Fathom forecast scenarios

Economic forecasting is difficult even at the best of times. It is particularly difficult today. At Fathom, we think in terms of scenarios and seek, wherever possible, to downplay point forecasts. A severe contraction in global economic activity through the first half of this year is inevitable – we are facing what French economist Pierre-Olivier Gourinchas has referred to as a ‘sudden stop’, something the global economy has never experienced before. But how long will it last? In our Global Economic and Markets Outlook for 2020 Q1, we set out three scenarios.
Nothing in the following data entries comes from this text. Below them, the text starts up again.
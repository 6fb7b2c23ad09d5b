//! Application state shared across handlers.

use std::sync::Arc;

use loanmitra_access::{BranchRepository, DocumentStore, LeadRepository};

use crate::config::SiteConfig;

/// Application state shared across all handlers.
///
/// Cheaply cloneable via `Arc`.
#[derive(Clone)]
pub struct AppState {
    inner: Arc<AppStateInner>,
}

struct AppStateInner {
    config: SiteConfig,
    leads: LeadRepository,
    branches: BranchRepository,
}

impl AppState {
    #[must_use]
    pub fn new(config: SiteConfig, store: Arc<dyn DocumentStore>) -> Self {
        Self {
            inner: Arc::new(AppStateInner {
                config,
                leads: LeadRepository::new(Arc::clone(&store)),
                branches: BranchRepository::new(store),
            }),
        }
    }

    #[must_use]
    pub fn config(&self) -> &SiteConfig {
        &self.inner.config
    }

    #[must_use]
    pub fn leads(&self) -> &LeadRepository {
        &self.inner.leads
    }

    #[must_use]
    pub fn branches(&self) -> &BranchRepository {
        &self.inner.branches
    }
}
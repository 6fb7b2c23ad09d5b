//! Site configuration loaded from environment variables.
//!
//! # Environment Variables
//!
//! ## Required
//! - `SITE_DATABASE_URL` - `PostgreSQL` connection string (falls back to
//!   `DATABASE_URL`)
//! - `SITE_BASE_URL` - Public URL for the site
//!
//! ## Optional
//! - `SITE_HOST` - Bind address (default: 127.0.0.1)
//! - `SITE_PORT` - Listen port (default: 3000)
//! - `SENTRY_DSN` - Sentry error tracking DSN
//! - `SENTRY_ENVIRONMENT` - Sentry environment name

use std::net::{IpAddr, SocketAddr};

use secrecy::SecretString;
use thiserror::Error;

/// Configuration errors that can occur during loading.
#[derive(Debug, Error)]
pub enum ConfigError {
    #[error("Missing environment variable: {0}")]
    MissingEnvVar(String),
    #[error("Invalid environment variable {0}: {1}")]
    InvalidEnvVar(String, String),
}

/// Site application configuration.
#[derive(Debug, Clone)]
pub struct SiteConfig {
    /// `PostgreSQL` database connection URL (contains password)
    pub database_url: SecretString,
    /// IP address to bind the server to
    pub host: IpAddr,
    /// Port to listen on
    pub port: u16,
    /// Public base URL for the site
    pub base_url: String,
    /// Sentry DSN for error tracking
    pub sentry_dsn: Option<String>,
    /// Sentry environment name
    pub sentry_environment: Option<String>,
}

impl SiteConfig {
    /// Load configuration from environment variables.
    ///
    /// Calls `dotenvy::dotenv()` to load from `.env` file if present.
    ///
    /// # Errors
    ///
    /// Returns `ConfigError` if required variables are missing or invalid.
    pub fn from_env() -> Result<Self, ConfigError> {
        let _ = dotenvy::dotenv();

        let database_url = get_database_url("SITE_DATABASE_URL")?;
        let host = get_env_or_default("SITE_HOST", "127.0.0.1")
            .parse::<IpAddr>()
            .map_err(|e| ConfigError::InvalidEnvVar("SITE_HOST".to_string(), e.to_string()))?;
        let port = get_env_or_default("SITE_PORT", "3000")
            .parse::<u16>()
            .map_err(|e| ConfigError::InvalidEnvVar("SITE_PORT".to_string(), e.to_string()))?;
        let base_url = get_required_env("SITE_BASE_URL")?;
        let sentry_dsn = get_optional_env("SENTRY_DSN");
        let sentry_environment = get_optional_env("SENTRY_ENVIRONMENT");

        Ok(Self {
            database_url,
            host,
            port,
            base_url,
            sentry_dsn,
            sentry_environment,
        })
    }

    /// Returns the socket address for binding the server.
    #[must_use]
    pub const fn socket_addr(&self) -> SocketAddr {
        SocketAddr::new(self.host, self.port)
    }
}

/// Get a required environment variable.
fn get_required_env(key: &str) -> Result<String, ConfigError> {
    std::env::var(key).map_err(|_| ConfigError::MissingEnvVar(key.to_string()))
}

/// Get database URL with fallback to generic `DATABASE_URL` (used by Fly.io
/// postgres attach).
fn get_database_url(primary_key: &str) -> Result<SecretString, ConfigError> {
    if let Ok(value) = std::env::var(primary_key) {
        return Ok(SecretString::from(value));
    }
    if let Ok(value) = std::env::var("DATABASE_URL") {
        return Ok(SecretString::from(value));
    }
    Err(ConfigError::MissingEnvVar(primary_key.to_string()))
}

/// Get an optional environment variable.
fn get_optional_env(key: &str) -> Option<String> {
    std::env::var(key).ok()
}

/// Get an environment variable with a default value.
fn get_env_or_default(key: &str, default: &str) -> String {
    std::env::var(key).unwrap_or_else(|_| default.to_string())
}
//! HTTP middleware for the site.

pub mod rate_limit;

pub use rate_limit::{api_rate_limiter, lead_rate_limiter};
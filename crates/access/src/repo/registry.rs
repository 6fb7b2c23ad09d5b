//! Authorization registries.
//!
//! Four generations of allow-list data coexist in the store:
//!
//! 1. `authorization_registry` - the consolidated per-email registry that
//!    new grants are written to
//! 2. `config/superusers` - legacy array of superuser emails
//! 3. `config/admin_allowlist` - legacy array of admin emails
//! 4. `admin_users` - legacy per-email admin documents
//!
//! The resolver consults the consolidated registry first and falls back to
//! the legacy shapes, so reads work before, during and after the
//! `consolidate` migration.

use std::sync::Arc;

use chrono::{DateTime, Utc};
use serde::{Deserialize, Serialize};

use loanmitra_core::{AccessTier, AdminUserRecord, Email, RecordStatus};

use crate::store::{DocumentStore, StoreError, collections, config_keys, decode};

/// A grant in the consolidated registry, keyed by email.
#[derive(Debug, Clone, Serialize, Deserialize)]
pub struct RegistryEntry {
    pub email: Email,
    pub tier: AccessTier,
    #[serde(default)]
    pub status: RecordStatus,
    /// Email of the superuser who wrote the grant.
    #[serde(default, skip_serializing_if = "Option::is_none")]
    pub granted_by: Option<Email>,
    pub granted_at: DateTime<Utc>,
}

/// Reads and writes across the four registries.
#[derive(Clone)]
pub struct RegistryRepository {
    store: Arc<dyn DocumentStore>,
}

impl RegistryRepository {
    #[must_use]
    pub fn new(store: Arc<dyn DocumentStore>) -> Self {
        Self { store }
    }

    /// Consolidated entry for an email, active or revoked.
    ///
    /// Revoked entries are returned so the resolver can treat an explicit
    /// revocation as a denial instead of falling through to the legacy
    /// registries.
    ///
    /// # Errors
    ///
    /// Returns [`StoreError`] on a failed read or a malformed entry.
    pub async fn consolidated_lookup(
        &self,
        email: &Email,
    ) -> Result<Option<RegistryEntry>, StoreError> {
        let Some(doc) = self
            .store
            .get(collections::AUTHORIZATION, email.as_str())
            .await?
        else {
            return Ok(None);
        };
        let entry = decode(collections::AUTHORIZATION, email.as_str(), doc)?;
        Ok(Some(entry))
    }

    /// All consolidated grants, oldest first.
    ///
    /// # Errors
    ///
    /// Returns [`StoreError`] on a failed read or a malformed entry.
    pub async fn entries(&self) -> Result<Vec<RegistryEntry>, StoreError> {
        self.store
            .list(collections::AUTHORIZATION, None)
            .await?
            .into_iter()
            .map(|(key, doc)| decode(collections::AUTHORIZATION, &key, doc))
            .collect()
    }

    /// Write a grant to the consolidated registry.
    ///
    /// # Errors
    ///
    /// Returns [`StoreError`] if the write fails.
    pub async fn grant(
        &self,
        email: &Email,
        tier: AccessTier,
        granted_by: Option<&Email>,
    ) -> Result<(), StoreError> {
        let entry = RegistryEntry {
            email: email.clone(),
            tier,
            status: RecordStatus::Active,
            granted_by: granted_by.cloned(),
            granted_at: Utc::now(),
        };
        self.store
            .put(
                collections::AUTHORIZATION,
                email.as_str(),
                serde_json::to_value(entry).map_err(|source| StoreError::Malformed {
                    path: format!("{}/{}", collections::AUTHORIZATION, email.as_str()),
                    source,
                })?,
            )
            .await
    }

    /// Deactivate a consolidated grant. The entry is kept for audit.
    ///
    /// # Errors
    ///
    /// Returns [`StoreError`] if the write fails.
    pub async fn revoke(&self, email: &Email) -> Result<(), StoreError> {
        self.store
            .update(
                collections::AUTHORIZATION,
                email.as_str(),
                serde_json::json!({ "status": "inactive" }),
            )
            .await
    }

    /// Emails in the legacy superuser registry.
    ///
    /// # Errors
    ///
    /// Returns [`StoreError`] on a failed read.
    pub async fn superuser_emails(&self) -> Result<Vec<String>, StoreError> {
        self.email_array(config_keys::SUPERUSERS, "emails").await
    }

    /// Legacy superuser membership check.
    ///
    /// # Errors
    ///
    /// Returns [`StoreError`] on a failed read.
    pub async fn is_superuser(&self, email: &Email) -> Result<bool, StoreError> {
        Ok(self
            .superuser_emails()
            .await?
            .iter()
            .any(|e| e == email.as_str()))
    }

    /// Emails in the legacy admin allow-list.
    ///
    /// # Errors
    ///
    /// Returns [`StoreError`] on a failed read.
    pub async fn allowlisted_admin_emails(&self) -> Result<Vec<String>, StoreError> {
        self.email_array(config_keys::ADMIN_ALLOWLIST, "admin_emails")
            .await
    }

    /// Legacy admin allow-list membership check.
    ///
    /// # Errors
    ///
    /// Returns [`StoreError`] on a failed read.
    pub async fn is_allowlisted_admin(&self, email: &Email) -> Result<bool, StoreError> {
        Ok(self
            .allowlisted_admin_emails()
            .await?
            .iter()
            .any(|e| e == email.as_str()))
    }

    /// Append an email to the legacy superuser registry.
    ///
    /// # Errors
    ///
    /// Returns [`StoreError`] if the write fails.
    pub async fn add_superuser(&self, email: &Email) -> Result<(), StoreError> {
        self.store
            .append(
                collections::CONFIG,
                config_keys::SUPERUSERS,
                "emails",
                serde_json::json!(email.as_str()),
            )
            .await
    }

    /// Append an email to the legacy admin allow-list.
    ///
    /// # Errors
    ///
    /// Returns [`StoreError`] if the write fails.
    pub async fn add_allowlisted_admin(&self, email: &Email) -> Result<(), StoreError> {
        self.store
            .append(
                collections::CONFIG,
                config_keys::ADMIN_ALLOWLIST,
                "admin_emails",
                serde_json::json!(email.as_str()),
            )
            .await
    }

    /// Active legacy per-email admin document, if present.
    ///
    /// The collection is keyed by opaque store keys, so this is a field
    /// query rather than a point read.
    ///
    /// # Errors
    ///
    /// Returns [`StoreError`] on a failed read.
    pub async fn active_admin_user(
        &self,
        email: &Email,
    ) -> Result<Option<AdminUserRecord>, StoreError> {
        let hits = self
            .store
            .find_eq(collections::ADMIN_USERS, "email", email.as_str())
            .await?;
        for (key, doc) in hits {
            let record: AdminUserRecord = decode(collections::ADMIN_USERS, &key, doc)?;
            if record.status.is_active() {
                return Ok(Some(record));
            }
        }
        Ok(None)
    }

    /// All legacy per-email admin documents with their store keys.
    ///
    /// # Errors
    ///
    /// Returns [`StoreError`] on a failed read or a malformed record.
    pub async fn admin_users(&self) -> Result<Vec<(String, AdminUserRecord)>, StoreError> {
        self.store
            .list(collections::ADMIN_USERS, None)
            .await?
            .into_iter()
            .map(|(key, doc)| {
                let record = decode(collections::ADMIN_USERS, &key, doc)?;
                Ok((key, record))
            })
            .collect()
    }

    async fn email_array(&self, key: &str, field: &str) -> Result<Vec<String>, StoreError> {
        let Some(doc) = self.store.get(collections::CONFIG, key).await? else {
            return Ok(Vec::new());
        };
        Ok(doc
            .get(field)
            .and_then(|v| v.as_array())
            .map(|items| {
                items
                    .iter()
                    .filter_map(|v| v.as_str().map(str::to_owned))
                    .collect()
            })
            .unwrap_or_default())
    }
}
The first was a V-shaped recovery, in which the number of cases peaks within months and begins to decline, allowing activity by the end of this year to return to normal levels. The second was a U-shaped recovery, where the virus continues to spread, depressing activity until a vaccine is found, but the economic and financial market infrastructure remains in place to deliver a strong rebound when that occurs. The third was an L-shaped recovery. Since we finalised our forecast on 17 March, a number of major economies have placed more severe restrictions on movement, and imposed a temporary shutdown on more industries than we had thought likely. This more aggressive action has caused us not only to anticipate an even sharper contraction in economic activity in the first few months of this year, but to increase the weight we attach to a V-shaped recovery. At the same time, we have also increased the weight we attach to our more severe risk scenario, making the outlook somewhat bimodal. In the event that COVID-19 returns with equal or greater vigour once restrictions that are holding back economic activity are lifted, then a severe financial crisis will be very hard to avoid.